The Two-Fer—How Midwesterners Are Saving Money while Cutting

Solutions in action from the Climate 2030 Blueprint

In every region of the country, people are seeing the advantages of improving energy efficiency in residential buildings. Single-family homes, apartment buildings, and even entire neighborhoods can be built new or renovated to boost energy efficiency—saving families money while reducing heat-trapping emissions.

Cleveland may, at first blush, seem an unlikely place to find green homes. The post-industrial city suffers from severe winters, residential flight, and industrial decline. By adding Cleveland to the emerging midwestern "Green Belt"—a reference to the region’s moniker as the Rust Belt—the city’s residents, businesses, and government see an opportunity to attract new industries and reverse population decline.
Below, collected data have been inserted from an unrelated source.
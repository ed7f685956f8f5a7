//! In-memory cache index with lazy expiry.

use super::{CacheEntry, CacheIndex};
use crate::errors::CacheError;
use crate::utils::now_utc;
use async_trait::async_trait;
use dashmap::DashMap;

/// An in-memory `CacheIndex`.
///
/// Expired entries are removed on lookup; no background garbage pass.
#[derive(Debug, Default)]
pub struct MemoryCacheIndex {
    entries: DashMap<String, CacheEntry>,
}

impl MemoryCacheIndex {
    /// Creates a new empty index.
    #[must_use]
    pub fn new() -> Self {
        Self::default()
    }

    /// Returns the number of entries, expired ones included.
    #[must_use]
    pub fn len(&self) -> usize {
        self.entries.len()
    }

    /// Returns true if the index holds no entries.
    #[must_use]
    pub fn is_empty(&self) -> bool {
        self.entries.is_empty()
    }
}

#[async_trait]
impl CacheIndex for MemoryCacheIndex {
    async fn lookup(&self, key: &str) -> Result<Option<CacheEntry>, CacheError> {
        if let Some(entry) = self.entries.get(key) {
            if !entry.is_expired(now_utc()) {
                return Ok(Some(entry.clone()));
            }
            drop(entry);
            self.entries.remove(key);
        }
        Ok(None)
    }

    async fn put(&self, key: &str, entry: CacheEntry) -> Result<(), CacheError> {
        self.entries.insert(key.to_string(), entry);
        Ok(())
    }
}
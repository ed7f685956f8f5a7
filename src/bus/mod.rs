//! The queue bus: named FIFO queues plus small atomic counters.
//!
//! Queues carry thin, JSON-encoded messages (identifiers only). The
//! counters back fan-in joins: `counter_decrement` is the linearisation
//! point between the last producer's completion and the join becoming
//! ready.

mod memory;

pub use memory::MemoryQueueBus;

use crate::errors::BusError;
use async_trait::async_trait;
use std::time::Duration;

/// Named FIFO queues with blocking pop, plus atomic integer counters.
#[async_trait]
pub trait QueueBus: Send + Sync {
    /// Appends a payload to the tail of a queue.
    async fn push(&self, queue: &str, payload: String) -> Result<(), BusError>;

    /// Pops the head of a queue, blocking up to `timeout`.
    ///
    /// Returns `None` on timeout. This is a natural suspension point;
    /// consumers loop on it.
    async fn pop(&self, queue: &str, timeout: Duration) -> Result<Option<String>, BusError>;

    /// Returns the current depth of a queue.
    async fn queue_len(&self, queue: &str) -> Result<usize, BusError>;

    /// Sets a counter to the given value, creating it if absent.
    async fn counter_init(&self, key: &str, value: i64) -> Result<(), BusError>;

    /// Atomically decrements a counter and returns the new value.
    ///
    /// A missing counter is treated as zero-initialised.
    async fn counter_decrement(&self, key: &str) -> Result<i64, BusError>;

    /// Reads a counter, or `None` if it was never initialised.
    async fn counter_get(&self, key: &str) -> Result<Option<i64>, BusError>;

    /// Removes a counter.
    async fn counter_delete(&self, key: &str) -> Result<(), BusError>;
}
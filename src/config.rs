//! Engine configuration.

use crate::core::STATUS_QUEUE;
use std::time::Duration;

/// Tunables for the orchestration engine.
///
/// The defaults suit a single-process deployment with in-memory
/// backends; production deployments mostly tune the consumer pool and
/// the timeout ceiling.
#[derive(Debug, Clone)]
pub struct EngineConfig {
    /// Queue the status consumers drain.
    pub status_queue: String,
    /// Number of concurrent status-consumer tasks.
    pub consumer_pool_size: usize,
    /// How long a blocking pop waits before re-checking for shutdown.
    pub poll_timeout: Duration,
    /// Step timeout applied when the manifest does not set one.
    pub default_step_timeout_secs: u64,
    /// Global ceiling clamping every per-manifest timeout.
    pub max_step_timeout_secs: u64,
    /// How often the sweeper scans for overdue steps.
    pub sweeper_interval: Duration,
    /// Cache TTL applied when a deterministic operation sets none.
    pub default_cache_ttl_secs: u64,
    /// Attempts for store/bus operations inside a status apply.
    pub apply_retry_attempts: u32,
    /// Base delay for the exponential backoff between attempts.
    pub apply_backoff_base: Duration,
}

impl Default for EngineConfig {
    fn default() -> Self {
        Self {
            status_queue: STATUS_QUEUE.to_string(),
            consumer_pool_size: 4,
            poll_timeout: Duration::from_secs(1),
            default_step_timeout_secs: 300,
            max_step_timeout_secs: 3600,
            sweeper_interval: Duration::from_secs(5),
            default_cache_ttl_secs: 3600,
            apply_retry_attempts: 3,
            apply_backoff_base: Duration::from_millis(50),
        }
    }
}

impl EngineConfig {
    /// Creates a config with defaults.
    #[must_use]
    pub fn new() -> Self {
        Self::default()
    }

    /// Sets the consumer pool size.
    #[must_use]
    pub fn with_consumer_pool_size(mut self, size: usize) -> Self {
        self.consumer_pool_size = size.max(1);
        self
    }

    /// Sets the blocking-pop timeout.
    #[must_use]
    pub fn with_poll_timeout(mut self, timeout: Duration) -> Self {
        self.poll_timeout = timeout;
        self
    }

    /// Sets the sweeper scan interval.
    #[must_use]
    pub fn with_sweeper_interval(mut self, interval: Duration) -> Self {
        self.sweeper_interval = interval;
        self
    }

    /// Sets the global step-timeout ceiling.
    #[must_use]
    pub fn with_max_step_timeout_secs(mut self, secs: u64) -> Self {
        self.max_step_timeout_secs = secs;
        self
    }

    /// The effective timeout for an operation: its manifest value (or the
    /// default), clamped by the global ceiling.
    #[must_use]
    pub fn effective_timeout_secs(&self, manifest_timeout: Option<u64>) -> u64 {
        manifest_timeout
            .unwrap_or(self.default_step_timeout_secs)
            .min(self.max_step_timeout_secs)
    }
}
impl Dispatcher {
    /// Drives a job forward until nothing more can be dispatched:
    /// applies pending fan-outs, dispatches every ready instance
    /// (re-planning after cache hits), then settles the overall status
    /// through compare-and-set.
    pub async fn drive(&self, job_id: Uuid) -> Result<(), WaveflowError> {
        loop {
            let job = self
                .store
                .get(job_id)
                .await?
                .ok_or(WaveflowError::JobNotFound { job_id })?;
            let plan = crate::planner::plan(&job, &self.registry)?;

            if !plan.expansions.is_empty() {
                for expansion in &plan.expansions {
                    self.apply_expansion(job_id, expansion).await?;
                }
                continue;
            }

            let mut cache_hits = false;
            for ready in &plan.ready {
                if self.dispatch(&job, ready).await? == DispatchOutcome::CacheHit {
                    cache_hits = true;
                }
            }
            if cache_hits {
                continue;
            }

            self.settle_status(job_id).await?;
            return Ok(());
        }
    }

    /// Applies the derived overall status through compare-and-set.
    ///
    /// The terminal transitions (`complete`, `failed`) happen at most
    /// once per retry generation: a racing consumer loses the CAS and
    /// emits nothing.
    async fn settle_status(&self, job_id: Uuid) -> Result<(), WaveflowError> {
        let job = self
            .store
            .get(job_id)
            .await?
            .ok_or(WaveflowError::JobNotFound { job_id })?;
        let derived = job.derived_status();

        match derived {
            JobStatus::Complete if job.status != JobStatus::Complete => {
                if self
                    .store
                    .compare_and_set_status(job_id, job.status, JobStatus::Complete)
                    .await?
                {
                    info!(job_id = %job_id, "job completed");
                    self.sink.emit(EngineEvent::JobCompleted {
                        job_id,
                        retry_generation: job.retry_generation,
                    });
                }
            }
            JobStatus::Failed if job.status != JobStatus::Failed => {
                if self
                    .store
                    .compare_and_set_status(job_id, job.status, JobStatus::Failed)
                    .await?
                {
                    warn!(job_id = %job_id, "job failed");
                    self.sink.emit(EngineEvent::JobFailed {
                        job_id,
                        retry_generation: job.retry_generation,
                    });
                }
            }
            _ => {
                // First dispatch moves a pending or retrying job to
                // processing.
                if matches!(job.status, JobStatus::Pending | JobStatus::Retrying)
                    && job.has_in_flight_work()
                {
                    self.store
                        .compare_and_set_status(job_id, job.status, JobStatus::Processing)
                        .await?;
                }
            }
        }
        Ok(())
    }
}

/// Collects the content checksums backing each resolved input.
///
/// Producer-reported checksums are used where a transition supplied the
/// binding; literal bindings fall back to the reference string itself.
fn input_checksums(
    job: &Job,
    step: &Step,
    resolved: &BTreeMap<String, serde_json::Value>,
) -> Vec<String> {
    let mut checksums = Vec::new();
    for (input_name, value) in resolved {
        match producer_checksums(job, step, input_name) {
            Some(found) => checksums.extend(found),
            None => checksums.push(plain_string(value)),
        }
    }
    checksums
}

fn producer_checksums(job: &Job, step: &Step, input_name: &str) -> Option<Vec<String>> {
    for transition in job.transitions_into(&step.name) {
        let Some((producer_output, _)) = transition
            .mapping
            .iter()
            .find(|(_, consumer_input)| consumer_input.as_str() == input_name)
        else {
            continue;
        };
        let producer = job.step(&transition.from)?;
        let mut sorted: Vec<&StepInstance> = producer.instances.iter().collect();
        sorted.sort_by_key(|i| i.index);
        let found: Vec<String> = sorted
            .iter()
            .filter_map(|i| i.output_checksums.get(producer_output).cloned())
            .collect();
        if !found.is_empty() {
            return Some(found);
        }
    }
    None
}

fn plain_string(value: &serde_json::Value) -> String {
    match value {
        serde_json::Value::String(s) => s.clone(),
        other => other.to_string(),
    }
}
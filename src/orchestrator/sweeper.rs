//! The timeout sweeper.
//!
//! A dispatched or processing instance whose deadline has passed is
//! reaped: marked failed with an infrastructure error. A worker result
//! arriving afterwards is ignored because the instance is no longer in
//! flight.

use crate::config::EngineConfig;
use crate::core::{StepError, StepStatus};
use crate::dispatcher::Dispatcher;
use crate::events::{EngineEvent, EventSink};
use crate::store::JobStore;
use crate::utils::now_utc;
use parking_lot::Mutex as SyncMutex;
use std::sync::atomic::{AtomicBool, Ordering};
use std::sync::Arc;
use tokio::task::JoinHandle;
use tracing::{error, warn};
use uuid::Uuid;

/// Background task reaping overdue step instances.
pub struct Sweeper {
    handle: JoinHandle<()>,
    shutdown: Arc<AtomicBool>,
}

impl Sweeper {
    /// Starts the sweeper at `config.sweeper_interval`.
    #[must_use]
    pub fn start(
        store: Arc<dyn JobStore>,
        dispatcher: Arc<Dispatcher>,
        sink: Arc<dyn EventSink>,
        config: EngineConfig,
    ) -> Self {
        let shutdown = Arc::new(AtomicBool::new(false));
        let stop = shutdown.clone();

        let handle = tokio::spawn(async move {
            let mut interval = tokio::time::interval(config.sweeper_interval);
            interval.set_missed_tick_behavior(tokio::time::MissedTickBehavior::Delay);
            while !stop.load(Ordering::SeqCst) {
                interval.tick().await;
                if stop.load(Ordering::SeqCst) {
                    break;
                }
                if let Err(err) = sweep_once(&store, &dispatcher, &sink).await {
                    error!(error = %err, "sweep pass failed");
                }
            }
        });

        Self { handle, shutdown }
    }

    /// Signals the sweeper to stop and waits for it.
    pub async fn shutdown(self) {
        self.shutdown.store(true, Ordering::SeqCst);
        self.handle.abort();
        let _ = self.handle.await;
    }
}

/// Scans every active job once and reaps overdue instances.
pub async fn sweep_once(
    store: &Arc<dyn JobStore>,
    dispatcher: &Arc<Dispatcher>,
    sink: &Arc<dyn EventSink>,
) -> Result<(), crate::errors::WaveflowError> {
    for job_id in store.active_jobs().await? {
        let reaped = reap_overdue(store, job_id).await?;
        if reaped.is_empty() {
            continue;
        }
        for (step, index) in &reaped {
            warn!(job_id = %job_id, step = %step, instance = index, "step timed out, reaped");
            sink.emit(EngineEvent::StepTimedOut {
                job_id,
                step: step.clone(),
                instance: *index,
            });
        }
        dispatcher.drive(job_id).await?;
    }
    Ok(())
}

async fn reap_overdue(
    store: &Arc<dyn JobStore>,
    job_id: Uuid,
) -> Result<Vec<(String, u32)>, crate::errors::WaveflowError> {
    let reaped = Arc::new(SyncMutex::new(Vec::new()));
    let reaped_out = reaped.clone();

    store
        .mutate(
            job_id,
            Box::new(move |job| {
                let now = now_utc();
                for step in &mut job.steps {
                    for instance in &mut step.instances {
                        let overdue = matches!(
                            instance.status,
                            StepStatus::Dispatched | StepStatus::Processing
                        ) && instance.deadline.is_some_and(|d| d < now);
                        if overdue {
                            let timeout = instance
                                .deadline
                                .zip(instance.dispatched_at)
                                .map_or(0, |(d, s)| (d - s).num_seconds().max(0) as u64);
                            instance.mark_failed(StepError::timeout(timeout));
                            reaped_out.lock().push((step.name.clone(), instance.index));
                        }
                    }
                }
            }),
        )
        .await?;

    let result = reaped.lock().clone();
    Ok(result)
}
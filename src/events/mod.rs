//! Engine observability events.
//!
//! The engine narrates every job and step transition as a typed
//! [`EngineEvent`] delivered through an injected [`EventSink`], so hosts
//! can wire logging, metrics, or test capture without touching the
//! orchestration path.

mod sink;

pub use sink::{CollectingEventSink, EngineEvent, EventSink, NoOpEventSink, TracingEventSink};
Artfully mixed with historic housing, the new energy-efficient homes in Cleveland’s EcoVillage add to the diversity of Detroit-Shoreway—a neighborhood of mostly renting families, with a few young professionals and empty nesters. Believing that a stable neighborhood is a socioeconomically mixed one (Hansen 2008), EcoVillage designers worked with the community to integrate these new homes into the fabric of the neighborhood (Metcalf 2008).

The 20 new village townhouses and two single-family homes sold for close to median market prices. Five "green" cottages will soon be available to residents making less than 80 percent of Cleveland’s median income (Dawson 2008). All the homes are equipped with energy-efficient appliances, double-pane windows, extra insulation, and high-performance heating, cooling, and air conditioning systems, to reduce energy use and utility bills.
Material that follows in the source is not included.